Los procedimientos experimentales con ratones fueron aprobados por el Comité de Cuidado de Animales de la Universidad McGill (protocolo 4966).

1. Preparación de extractos de proteínas de las células cultivadas

  1. Lavar las células cultivadas dos veces con 10 ml de fosfato enfriada con hielo de solución salina tamponada (PBS).
  2. Raspe células adherentes ya sea con una goma de policía o un raspador de células de plástico en 1 ml de suspensión de PBS, la transferencia enfriado con hielo en un tubo de microcentrífuga de 1,5 ml.
  3. Girar en una microcentrífuga durante 5 min a 700 xg, a 4 ° C. Aspirar PBS.
  4. Añadir 100 l de tampón de lisis citoplasmática helado (Tabla 1) por 10 7 células, y la pipeta hacia arriba y abajo.
  5. Incubar en hielo durante 20 min.
  6. Centrifugado durante 10 minutos a toda velocidad en una microcentrífuga a 4 ° C.
  7. Pellet Descartar. Transferir el sobrenadante a un nuevo tubo de 1.5 ml y mantener en hielo.
  8. Detconcentración ermine proteína (normalmente 1 - 10 mg / l) utilizando el ensayo de Bradford 23.
  9. Alícuotas y celulares tienda extractos a -80 ° C hasta su uso.

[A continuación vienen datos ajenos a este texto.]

//! The built-in CORDEX-CMIP6 rule set.
//!
//! Paths assume the merged table layout produced by [`crate::cv::CvTable`]:
//! the CV document is reached as `CV.CV.<key>`, MIP tables by frequency
//! (`day.variable_entry.tas`), axes through `coordinate.axis_entry` and
//! `grids.axis_entry`.

use crate::error::{Cc6Error, Result};
use crate::validation::Severity;

use super::rule::{
    AllowedSource, Check, Consistency, Normalization, Operand, PatternSource, ReferencedBy, Rule,
    RuleSet, Scope, Subject, VariableSelector,
};
use super::template::PathTemplate;

pub const GLOBAL_ATTRIBUTES: &str = "Global Attributes";
pub const CONSISTENCY: &str = "Consistency";
pub const PRESENT_VARIABLES: &str = "Present Variables";
pub const VARIABLE_ATTRIBUTES: &str = "Variable Attributes";
pub const DIMENSIONS: &str = "Dimensions";
pub const COORDINATES: &str = "Coordinates";
pub const FILE_FORMAT: &str = "File Format";

/// Global attributes whose value must be a key (or member) of `CV.CV.<name>`.
const CV_MEMBERSHIP: &[&str] = &[
    "activity_id",
    "domain_id",
    "driving_experiment_id",
    "driving_source_id",
    "frequency",
    "institution_id",
    "mip_era",
    "product",
    "project_id",
    "source_id",
    "source_type",
];

/// Global attributes checked against POSIX patterns stored in the CV.
const CV_PATTERNS: &[&str] = &["driving_variant_label", "version_realization"];

/// Data variable attributes that must equal the MIP table entry.
const VARIABLE_ENTRY_ATTRIBUTES: &[&str] = &["standard_name", "units", "long_name", "cell_methods"];

const CREATION_DATE_PATTERN: &str = r"\d{4}-\d{2}-\d{2}T\d{2}:\d{2}:\d{2}Z";
const TRACKING_ID_PATTERN: &str =
    r"hdl:21\.14103/[0-9a-f]{8}-[0-9a-f]{4}-[0-9a-f]{4}-[0-9a-f]{4}-[0-9a-f]{12}";

fn path(text: &str) -> Result<PathTemplate> {
    PathTemplate::parse(text).map_err(Cc6Error::Config)
}

fn cv(text: &str) -> Result<AllowedSource> {
    Ok(AllowedSource::Cv { path: path(text)? })
}

fn out_names(map: &str) -> Result<AllowedSource> {
    Ok(AllowedSource::CvField {
        map: path(map)?,
        field: "out_name".to_string(),
    })
}

fn data() -> Scope {
    Scope::Variable(VariableSelector::Data)
}

fn time() -> Scope {
    Scope::Variable(VariableSelector::Named("time".to_string()))
}

impl RuleSet {
    /// The CORDEX-CMIP6 rules, grouped as reported to the host.
    pub fn cordex_cmip6() -> Result<Self> {
        let mut rules = Vec::new();

        // Global Attributes
        rules.push(Rule::new(
            "required_global_attributes",
            GLOBAL_ATTRIBUTES,
            Scope::Global,
            Check::RequiredAttributes {
                list: path("CV.CV.required_global_attributes")?,
            },
        ));
        for attribute in CV_MEMBERSHIP {
            rules.push(
                Rule::new(
                    format!("{}_valid", attribute),
                    GLOBAL_ATTRIBUTES,
                    Scope::Global,
                    Check::Membership {
                        subject: Subject::Attribute(attribute.to_string()),
                        allowed: vec![cv(&format!("CV.CV.{}", attribute))?],
                        normalization: Normalization::default(),
                    },
                )
                .requires_attribute(*attribute),
            );
        }
        for attribute in CV_PATTERNS {
            rules.push(
                Rule::new(
                    format!("{}_format", attribute),
                    GLOBAL_ATTRIBUTES,
                    Scope::Global,
                    Check::Pattern {
                        attribute: attribute.to_string(),
                        pattern: PatternSource::Cv(path(&format!("CV.CV.{}", attribute))?),
                    },
                )
                .requires_attribute(*attribute),
            );
        }
        rules.push(
            Rule::new(
                "creation_date_format",
                GLOBAL_ATTRIBUTES,
                Scope::Global,
                Check::Pattern {
                    attribute: "creation_date".to_string(),
                    pattern: PatternSource::Literal(CREATION_DATE_PATTERN.to_string()),
                },
            )
            .requires_attribute("creation_date"),
        );
        rules.push(
            Rule::new(
                "tracking_id_format",
                GLOBAL_ATTRIBUTES,
                Scope::Global,
                Check::Pattern {
                    attribute: "tracking_id".to_string(),
                    pattern: PatternSource::Literal(TRACKING_ID_PATTERN.to_string()),
                },
            )
            .with_severity(Severity::Warning)
            .requires_attribute("tracking_id"),
        );

        // Consistency
        for (key, value, field) in [
            ("institution_id", "institution", None),
            ("domain_id", "domain", Some("domain")),
            ("driving_experiment_id", "driving_experiment", None),
        ] {
            rules.push(
                Rule::new(
                    format!("{}_matches_{}", value, key),
                    CONSISTENCY,
                    Scope::Global,
                    Check::CrossConsistency(Consistency::Paired {
                        key: key.to_string(),
                        value: value.to_string(),
                        entries: path(&format!("CV.CV.{}", key))?,
                        field: field.map(str::to_string),
                    }),
                )
                .requires_rule(format!("{}_valid", key)),
            );
        }
        rules.push(
            Rule::new(
                "variable_id_matches_data_variable",
                CONSISTENCY,
                Scope::Global,
                Check::CrossConsistency(Consistency::Equals {
                    left: Operand::Global("variable_id".to_string()),
                    right: Operand::DataVariableName,
                }),
            )
            .requires_attribute("variable_id"),
        );
        rules.push(
            Rule::new(
                "frequency_matches_table",
                CONSISTENCY,
                Scope::Global,
                Check::CrossConsistency(Consistency::Equals {
                    left: Operand::Global("frequency".to_string()),
                    right: Operand::Cv(path("{attr:frequency}.variable_entry.{variable}.frequency")?),
                }),
            )
            .requires_rule("frequency_valid"),
        );
        rules.push(
            Rule::new(
                "time_spacing_matches_frequency",
                CONSISTENCY,
                Scope::Global,
                Check::CrossConsistency(Consistency::TimeSpacing {
                    frequency: "frequency".to_string(),
                    time: "time".to_string(),
                }),
            )
            .requires_rule("frequency_valid"),
        );
        rules.push(
            Rule::new(
                "time_chunking",
                CONSISTENCY,
                Scope::Global,
                Check::CrossConsistency(Consistency::TimeChunking {
                    frequency: "frequency".to_string(),
                    time: "time".to_string(),
                    cell_methods: Operand::DataAttribute("cell_methods".to_string()),
                }),
            )
            .with_severity(Severity::Warning)
            .requires_rule("frequency_valid"),
        );

        // Present Variables
        rules.push(Rule::new(
            "data_variable_identified",
            PRESENT_VARIABLES,
            Scope::Global,
            Check::DataVariable,
        ));
        rules.push(Rule::new(
            "variables_known",
            PRESENT_VARIABLES,
            Scope::Variable(VariableSelector::All),
            Check::Membership {
                subject: Subject::Name,
                allowed: vec![
                    out_names("grids.axis_entry")?,
                    out_names("grids.variable_entry")?,
                    out_names("coordinate.axis_entry")?,
                    out_names("formula_terms.formula_entry")?,
                    AllowedSource::Referenced {
                        attribute: "bounds".to_string(),
                        by: ReferencedBy::KnownVariable,
                    },
                    AllowedSource::Referenced {
                        attribute: "grid_mapping".to_string(),
                        by: ReferencedBy::DataVariable,
                    },
                    AllowedSource::DataVariable,
                ],
                normalization: Normalization {
                    trim: false,
                    fold_case: false,
                },
            },
        ));

        // Variable Attributes
        for attribute in VARIABLE_ENTRY_ATTRIBUTES {
            rules.push(
                Rule::new(
                    format!("{}_present", attribute),
                    VARIABLE_ATTRIBUTES,
                    data(),
                    Check::Presence {
                        attribute: attribute.to_string(),
                    },
                )
                .requires_attribute("frequency"),
            );
            rules.push(
                Rule::new(
                    format!("{}_matches_table", attribute),
                    VARIABLE_ATTRIBUTES,
                    data(),
                    Check::Membership {
                        subject: Subject::Attribute(attribute.to_string()),
                        allowed: vec![cv(&format!(
                            "{{attr:frequency}}.variable_entry.{{variable}}.{}",
                            attribute
                        ))?],
                        normalization: Normalization::default(),
                    },
                )
                .requires_rule("frequency_valid"),
            );
        }
        for attribute in ["units", "calendar"] {
            rules.push(
                Rule::new(
                    format!("time_{}_present", attribute),
                    VARIABLE_ATTRIBUTES,
                    time(),
                    Check::Presence {
                        attribute: attribute.to_string(),
                    },
                )
                .requires_attribute("frequency"),
            );
        }

        // Dimensions
        rules.push(
            Rule::new(
                "data_variable_dimensions",
                DIMENSIONS,
                data(),
                Check::Shape {
                    template: path("{attr:frequency}.variable_entry.{variable}.dimensions")?,
                    axes: vec![path("coordinate.axis_entry")?, path("grids.axis_entry")?],
                },
            )
            .requires_rule("frequency_valid"),
        );

        // Coordinates
        rules.push(
            Rule::new(
                "coordinate_variables_present",
                COORDINATES,
                Scope::Dimension,
                Check::CoordinateVariable {
                    exempt: vec!["bnds".to_string(), "vertices".to_string()],
                },
            )
            .with_severity(Severity::Warning),
        );

        // File Format
        rules.push(Rule::new(
            "file_format",
            FILE_FORMAT,
            Scope::Global,
            Check::FileFormat {
                data_model: "NETCDF4_CLASSIC".to_string(),
                disk_format: "HDF5".to_string(),
            },
        ));
        rules.push(
            Rule::new(
                "compression",
                FILE_FORMAT,
                data(),
                Check::Compression {
                    deflate_level: 1,
                    shuffle: true,
                },
            )
            .with_severity(Severity::Warning),
        );

        RuleSet::new(rules)
    }
}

2. Preparación de extractos de proteínas de ratón hígado y el bazo

  1. La eutanasia a un ratón con inhalación de CO2.
  2. Coloque el animal sacrificado en un cojín limpio sobre una tabla de disección. Abra el abdomen con unas tijeras.
  3. Diseccionar el hígado y el bazo mediante el uso de tijeras y fórceps, y enjuagar cada tejido en PBS aproximadamente 50 ml de hielo-frío.
  4. Inmediatamente cortar tejidos en trozos pequeños con un bisturí (por ejemplo: aproximadamente 1 - 2 mm 3).
  5. Sin demora, poner trozos de tejidos en un criotubo fresco y luego haga presión para congelar en nitrógeno líquido. Tienda complemento congelados alícuotas de tejido a -80 ° C hasta su uso.
  6. Homogeneizar una pieza de tejido congelado (aproximadamente 1 - 2 mm 3) en 0,25 hasta 0,5 ml detampón de lisis enfriado con hielo citoplásmica (Tabla 1) con un homogeneizador de tejidos durante 10 s.
  7. Transferencia homogeneizado a 1,5 ml tubo de microcentrífuga y enfriar en hielo durante 20 min.
  8. Centrifugado durante 10 minutos a toda velocidad en una microcentrífuga a 4 ° C.
  9. Deseche pellet y transferencia sobrenadante en un nuevo tubo de microcentrífuga de 1,5 ml. Mantener en hielo.
  10. Determinar la concentración de proteína (normalmente 1 - 10 mg / l) utilizando el ensayo de Bradford 23.
  11. Alícuotas y celulares tienda extractos a -80 ° C hasta su uso.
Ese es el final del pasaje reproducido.